Man makes a good point. Books engage a part of the human experience that “informational reading” just never will. That’s not to say there’s no place for informational reading…but at the expense of the classics we all read? Color me skeptical.
Much of the criticism of Common Core comes from the right, who want to emphasize a less centralized approach. Common Core’s proponents generally seem to respond with ridicule, as if the idea of a centralized cirriculum is the most natural thing and that opponents are arguing something akin to voluntarily removing body parts in an effort to become smarter.
The problem is, they are ardently supporting a curriculum that is untested. There’s no scientific basis for believing that this curriculum is any better than what came before it. I’ve looked, and I haven’t found any.
So, we have a curriculum with no basis in science that punishes kids for thinking outside the box, but we can’t change it because to do so is ridiculous?
The primary victim in this is clearly the children. However, another significant vctim is creativity in the classroom. As Huffington Post’s Nicholas Tampio said:
In February, my son’s class was selected to pilot a reading program designed to satisfy the Common Core criteria. The teacher started dedicating two hours a day to packaged lesson plans. Rather than giving the students free work choice, in which they build with blocks or paint, the students must sit on the floor while the teacher lectures at them. Rather than tailoring the curriculum to each child, she hands students books from a narrow, predetermined list. Parent volunteers now have a smaller role to play in the classroom, and the school district is about to cut funding for kindergarten aides.

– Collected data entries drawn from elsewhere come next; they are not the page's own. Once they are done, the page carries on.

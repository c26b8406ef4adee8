// =============================================================================
// Test Descriptors
// =============================================================================
//
// A TestDescriptor is the metadata for one hypothesis test: what it is
// called, what it assumes, what kind of data it accepts, and which routine
// actually computes it. Descriptors are plain data; they carry no behaviour
// beyond a few predicates used by catalog filtering and dispatch.
//
// =============================================================================

use std::fmt;
use std::num::NonZeroUsize;
use std::str::FromStr;

use serde::{Deserialize, Serialize};

use crate::error::HypotestError;
use crate::routines::Routine;

// =============================================================================
// Enumerations
// =============================================================================

/// How many samples a test consumes.
#[derive(Debug, Clone, Copy, PartialEq, Eq, Hash, Serialize, Deserialize)]
#[serde(rename_all = "lowercase")]
pub enum AnalysisArity {
    Univariate,
    Bivariate,
}

impl AnalysisArity {
    /// Number of samples a call must supply.
    pub fn sample_count(self) -> usize {
        match self {
            AnalysisArity::Univariate => 1,
            AnalysisArity::Bivariate => 2,
        }
    }

    pub fn as_str(self) -> &'static str {
        match self {
            AnalysisArity::Univariate => "univariate",
            AnalysisArity::Bivariate => "bivariate",
        }
    }
}

impl fmt::Display for AnalysisArity {
    fn fmt(&self, f: &mut fmt::Formatter<'_>) -> fmt::Result {
        f.write_str(self.as_str())
    }
}

impl FromStr for AnalysisArity {
    type Err = HypotestError;

    fn from_str(s: &str) -> Result<Self, Self::Err> {
        match s.trim().to_lowercase().as_str() {
            "univariate" => Ok(AnalysisArity::Univariate),
            "bivariate" => Ok(AnalysisArity::Bivariate),
            other => Err(HypotestError::InvalidOption(format!(
                "Unknown analysis arity '{}'. Use 'univariate' or 'bivariate'.",
                other
            ))),
        }
    }
}

/// Measurement level a test expects for one of its variables.
#[derive(Debug, Clone, Copy, PartialEq, Eq, Hash, Serialize, Deserialize)]
#[serde(rename_all = "lowercase")]
pub enum VariableType {
    Continuous,
    Nominal,
    Dichotomous,
    Numeric,
    #[serde(rename = "not applicable")]
    NotApplicable,
}

impl VariableType {
    pub fn as_str(self) -> &'static str {
        match self {
            VariableType::Continuous => "continuous",
            VariableType::Nominal => "nominal",
            VariableType::Dichotomous => "dichotomous",
            VariableType::Numeric => "numeric",
            VariableType::NotApplicable => "not applicable",
        }
    }

    /// Whether a numeric sample satisfies this type.
    pub fn accepts_numeric(self) -> bool {
        !matches!(self, VariableType::Nominal)
    }

    /// Whether a categorical sample satisfies this type.
    pub fn accepts_categorical(self) -> bool {
        matches!(
            self,
            VariableType::Nominal | VariableType::Dichotomous | VariableType::NotApplicable
        )
    }
}

impl fmt::Display for VariableType {
    fn fmt(&self, f: &mut fmt::Formatter<'_>) -> fmt::Result {
        f.write_str(self.as_str())
    }
}

impl FromStr for VariableType {
    type Err = HypotestError;

    fn from_str(s: &str) -> Result<Self, Self::Err> {
        match s.trim().to_lowercase().replace(['_', '-'], " ").as_str() {
            "continuous" => Ok(VariableType::Continuous),
            "nominal" => Ok(VariableType::Nominal),
            "dichotomous" => Ok(VariableType::Dichotomous),
            "numeric" => Ok(VariableType::Numeric),
            "not applicable" | "na" | "n/a" => Ok(VariableType::NotApplicable),
            other => Err(HypotestError::InvalidOption(format!(
                "Unknown variable type '{}'. Use 'continuous', 'nominal', 'dichotomous', \
                 'numeric', or 'not applicable'.",
                other
            ))),
        }
    }
}

/// Development maturity of a catalog entry. Not consulted at runtime.
#[derive(Debug, Clone, Copy, PartialEq, Eq, Hash, Serialize, Deserialize)]
#[serde(rename_all = "lowercase")]
pub enum Status {
    Pending,
    Done,
}

impl Status {
    pub fn as_str(self) -> &'static str {
        match self {
            Status::Pending => "pending",
            Status::Done => "done",
        }
    }
}

// =============================================================================
// Minimum Sample Size
// =============================================================================

/// Smallest sample a test's results are considered reliable for.
///
/// Serialized as a positive integer, or as the string `"not applicable"`.
#[derive(Debug, Clone, Copy, PartialEq, Eq, Hash, Serialize, Deserialize)]
#[serde(try_from = "RawMinSampleSize", into = "RawMinSampleSize")]
pub enum MinSampleSize {
    Required(NonZeroUsize),
    NotApplicable,
}

impl MinSampleSize {
    /// The declared minimum, if any.
    pub fn get(self) -> Option<usize> {
        match self {
            MinSampleSize::Required(n) => Some(n.get()),
            MinSampleSize::NotApplicable => None,
        }
    }

    /// True when `n` observations meet the declared minimum (or none is declared).
    pub fn is_satisfied_by(self, n: usize) -> bool {
        self.get().map_or(true, |min| n >= min)
    }
}

const NOT_APPLICABLE: &str = "not applicable";

#[derive(Serialize, Deserialize)]
#[serde(untagged)]
enum RawMinSampleSize {
    Count(i64),
    Text(String),
}

impl TryFrom<RawMinSampleSize> for MinSampleSize {
    type Error = String;

    fn try_from(raw: RawMinSampleSize) -> Result<Self, Self::Error> {
        match raw {
            RawMinSampleSize::Count(n) => usize::try_from(n)
                .ok()
                .and_then(NonZeroUsize::new)
                .map(MinSampleSize::Required)
                .ok_or_else(|| format!("min_sample_size must be a positive integer, got {}", n)),
            RawMinSampleSize::Text(s) if s.trim().eq_ignore_ascii_case(NOT_APPLICABLE) => {
                Ok(MinSampleSize::NotApplicable)
            }
            RawMinSampleSize::Text(s) => Err(format!(
                "min_sample_size must be a positive integer or \"{}\", got \"{}\"",
                NOT_APPLICABLE, s
            )),
        }
    }
}

impl From<MinSampleSize> for RawMinSampleSize {
    fn from(value: MinSampleSize) -> Self {
        match value {
            MinSampleSize::Required(n) => RawMinSampleSize::Count(n.get() as i64),
            MinSampleSize::NotApplicable => RawMinSampleSize::Text(NOT_APPLICABLE.to_string()),
        }
    }
}

// =============================================================================
// Descriptor
// =============================================================================

/// Metadata describing one statistical test.
///
/// The `code` is the catalog key. It is filled in from the table name when the
/// catalog is loaded and is not written back into the table on serialization.
#[derive(Debug, Clone, PartialEq, Serialize, Deserialize)]
#[serde(deny_unknown_fields)]
pub struct TestDescriptor {
    #[serde(skip)]
    pub code: String,
    pub name: String,
    pub statistic_name: String,
    pub hypothesis_category: String,
    pub null_hypothesis: String,
    pub analysis_arity: AnalysisArity,
    pub assumes_normality: bool,
    pub assumes_homoscedasticity: bool,
    pub is_parametric: bool,
    pub supports_small_samples: bool,
    pub min_sample_size: MinSampleSize,
    pub x_variable_type: VariableType,
    pub y_variable_type: VariableType,
    pub backing_function_reference: Routine,
    pub status: Status,

    #[serde(default, skip_serializing_if = "Option::is_none")]
    pub description: Option<String>,
    #[serde(default, skip_serializing_if = "Option::is_none")]
    pub assumptions: Option<String>,
    #[serde(default, skip_serializing_if = "Option::is_none")]
    pub use_when: Option<String>,
    #[serde(default, skip_serializing_if = "Option::is_none")]
    pub reference_url: Option<String>,
}

impl TestDescriptor {
    /// Declared variable type for sample `index` (0 = x, 1 = y).
    pub fn variable_type(&self, index: usize) -> VariableType {
        match index {
            0 => self.x_variable_type,
            1 => self.y_variable_type,
            _ => VariableType::NotApplicable,
        }
    }

    /// Whether `n` observations meet the declared minimum sample size.
    pub fn accepts_sample_size(&self, n: usize) -> bool {
        self.min_sample_size.is_satisfied_by(n)
    }

    /// Consistency checks that serde alone cannot express.
    pub(crate) fn validate(&self) -> Result<(), String> {
        if self.code.trim().is_empty() {
            return Err("test code must not be empty".to_string());
        }
        if self.analysis_arity == AnalysisArity::Univariate
            && self.y_variable_type != VariableType::NotApplicable
        {
            return Err(format!(
                "'{}' is univariate but declares y_variable_type = \"{}\"",
                self.code, self.y_variable_type
            ));
        }
        if self.x_variable_type == VariableType::NotApplicable {
            return Err(format!("'{}' must declare an x_variable_type", self.code));
        }
        Ok(())
    }
}

// =============================================================================
// Tests
// =============================================================================

#[cfg(test)]
mod tests {
    use super::*;

    #[derive(Debug, Serialize, Deserialize)]
    struct Holder {
        min: MinSampleSize,
    }

    #[test]
    fn test_min_sample_size_integer() {
        let h: Holder = toml::from_str("min = 25").unwrap();
        assert_eq!(h.min.get(), Some(25));
        assert!(h.min.is_satisfied_by(25));
        assert!(!h.min.is_satisfied_by(24));
    }

    #[test]
    fn test_min_sample_size_not_applicable() {
        let h: Holder = toml::from_str("min = \"not applicable\"").unwrap();
        assert_eq!(h.min, MinSampleSize::NotApplicable);
        assert!(h.min.is_satisfied_by(0));
    }

    #[test]
    fn test_min_sample_size_rejects_zero_and_negative() {
        assert!(toml::from_str::<Holder>("min = 0").is_err());
        assert!(toml::from_str::<Holder>("min = -3").is_err());
        assert!(toml::from_str::<Holder>("min = \"lots\"").is_err());
    }

    #[test]
    fn test_min_sample_size_serializes_back() {
        let text = toml::to_string(&Holder { min: MinSampleSize::NotApplicable }).unwrap();
        assert!(text.contains("not applicable"));
        let text = toml::to_string(&Holder {
            min: MinSampleSize::Required(NonZeroUsize::new(8).unwrap()),
        })
        .unwrap();
        assert_eq!(text.trim(), "min = 8");
    }

    #[test]
    fn test_variable_type_parsing() {
        assert_eq!("Nominal".parse::<VariableType>().unwrap(), VariableType::Nominal);
        assert_eq!(
            "not_applicable".parse::<VariableType>().unwrap(),
            VariableType::NotApplicable
        );
        assert!("ordinal".parse::<VariableType>().is_err());
    }

    #[test]
    fn test_variable_type_acceptance() {
        assert!(VariableType::Continuous.accepts_numeric());
        assert!(!VariableType::Continuous.accepts_categorical());
        assert!(VariableType::Nominal.accepts_categorical());
        assert!(!VariableType::Nominal.accepts_numeric());
        assert!(VariableType::Dichotomous.accepts_numeric());
        assert!(VariableType::Dichotomous.accepts_categorical());
    }

    #[test]
    fn test_arity_sample_count() {
        assert_eq!(AnalysisArity::Univariate.sample_count(), 1);
        assert_eq!(AnalysisArity::Bivariate.sample_count(), 2);
        assert_eq!("BIVARIATE".parse::<AnalysisArity>().unwrap(), AnalysisArity::Bivariate);
    }
}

The class, in short, has gone from one where teachers, aides, parents, and students work hard to create a rewarding educational experience, to one where the teachers and students use materials designed by a major publishing house.
Seriously? This is a good idea? And note that there are two anti-Common Core posts forHuffington Post. Even the left is starting to question the wisdom of this curriculum. Right and Left, standing together? Cat’s and dogs living together, mass hysteria!
Luckily, it can be changed. The only reason states put this in place was because of the 2009 stimulus plan held out money like a carrot, with Common Core as the string. Several states have bills before their respective legislatures to repeal Common Core, though who knows if it’ll happen or not.
However, some things to think about if you support a national standard.
If there should be a universal standard for education in this country, why does it have to be this standard? Why is a decreased emphasis on Chaucer, Shakespeare, Dickens, Orwell, Hemmingway, Steinbeck among others a good thing? Why is the mathematical technique used to arrive at an answer more important than the answer?
Folks, regardless of where you stand on a national curriculum – and I’m dead set against it – Common Core has to go. The children of this nation deserve better. Maybe the best way to do this is to let 50 different laboratories – most folks call them “states” – experiment and find curricula that work, and let free market principles figure it out? It sure can’t work worse than Common Core does.